_PROBLEM_
Which lines run from the line containing "Set maximum retries" through the end of the records below? Reproduce them exactly, and nothing else.

_DATA SUPPLIED_

━━━━

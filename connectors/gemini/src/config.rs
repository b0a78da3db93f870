//! Configuration for the Gemini connector

use serde::{Deserialize, Serialize};

/// Gemini API configuration
#[derive(Debug, Clone, Serialize, Deserialize)]
#[serde(default)]
pub struct GeminiConfig {
    /// Gemini API key
    pub api_key: String,
    /// Model to use (e.g., "gemini-2.0-flash")
    pub model: String,
    /// API base URL
    pub api_base: String,
    /// Temperature for generation (0.0 to 1.0)
    pub temperature: Option<f32>,
    /// Output-token cap; generous, extraction lists can be long
    pub max_output_tokens: Option<u32>,
    /// Per-attempt timeout in milliseconds; the in-flight call is aborted
    pub timeout_ms: u64,
    /// Retries on transient failures (429, 5xx, network, timeout)
    pub max_retries: u32,
    /// Backoff base delay in milliseconds
    pub backoff_base_ms: u64,
    /// Backoff delay ceiling in milliseconds
    pub backoff_cap_ms: u64,
    /// Input price per million tokens, USD (informational)
    pub input_cost_per_mtok: f64,
    /// Output price per million tokens, USD (informational)
    pub output_cost_per_mtok: f64,
}

impl GeminiConfig {
    /// Create a new Gemini config with the given API key
    pub fn new(api_key: impl Into<String>) -> Self {
        Self {
            api_key: api_key.into(),
            model: "gemini-2.0-flash".to_string(),
            api_base: "https://generativelanguage.googleapis.com/v1beta".to_string(),
            temperature: Some(0.2),
            max_output_tokens: Some(32_768),
            timeout_ms: 120_000,
            max_retries: 3,
            backoff_base_ms: 15_000,
            backoff_cap_ms: 120_000,
            input_cost_per_mtok: 0.10,
            output_cost_per_mtok: 0.40,
        }
    }

    /// Set the model to use
    pub fn with_model(mut self, model: impl Into<String>) -> Self {
        self.model = model.into();
        self
    }

    /// Set the API base URL
    pub fn with_api_base(mut self, api_base: impl Into<String>) -> Self {
        self.api_base = api_base.into();
        self
    }

    /// Set temperature
    pub fn with_temperature(mut self, temperature: f32) -> Self {
        self.temperature = Some(temperature.clamp(0.0, 1.0));
        self
    }

    /// Set the output-token cap
    pub fn with_max_output_tokens(mut self, max_output_tokens: u32) -> Self {
        self.max_output_tokens = Some(max_output_tokens);
        self
    }

    /// Set the per-attempt timeout
    pub fn with_timeout_ms(mut self, timeout_ms: u64) -> Self {
        self.timeout_ms = timeout_ms;
        self
    }

    /// Set maximum retries
    pub fn with_max_retries(mut self, max_retries: u32) -> Self {
        self.max_retries = max_retries;
        self
    }

    /// Set backoff base and cap
    pub fn with_backoff_ms(mut self, base_ms: u64, cap_ms: u64) -> Self {
        self.backoff_base_ms = base_ms;
        self.backoff_cap_ms = cap_ms;
        self
    }

    /// Set per-million-token prices
    pub fn with_costs_per_mtok(mut self, input: f64, output: f64) -> Self {
        self.input_cost_per_mtok = input;
        self.output_cost_per_mtok = output;
        self
    }
}

impl Default for GeminiConfig {
    fn default() -> Self {
        Self::new("") // Empty API key - must be set by the deployment
    }
}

━━━━

_SOLUTION_
    /// Set maximum retries
    pub fn with_max_retries(mut self, max_retries: u32) -> Self {
        self.max_retries = max_retries;
        self
    }

    /// Set backoff base and cap
    pub fn with_backoff_ms(mut self, base_ms: u64, cap_ms: u64) -> Self {
        self.backoff_base_ms = base_ms;
        self.backoff_cap_ms = cap_ms;
        self
    }

    /// Set per-million-token prices
    pub fn with_costs_per_mtok(mut self, input: f64, output: f64) -> Self {
        self.input_cost_per_mtok = input;
        self.output_cost_per_mtok = output;
        self
    }
}

impl Default for GeminiConfig {
    fn default() -> Self {
        Self::new("") // Empty API key - must be set by the deployment
    }
}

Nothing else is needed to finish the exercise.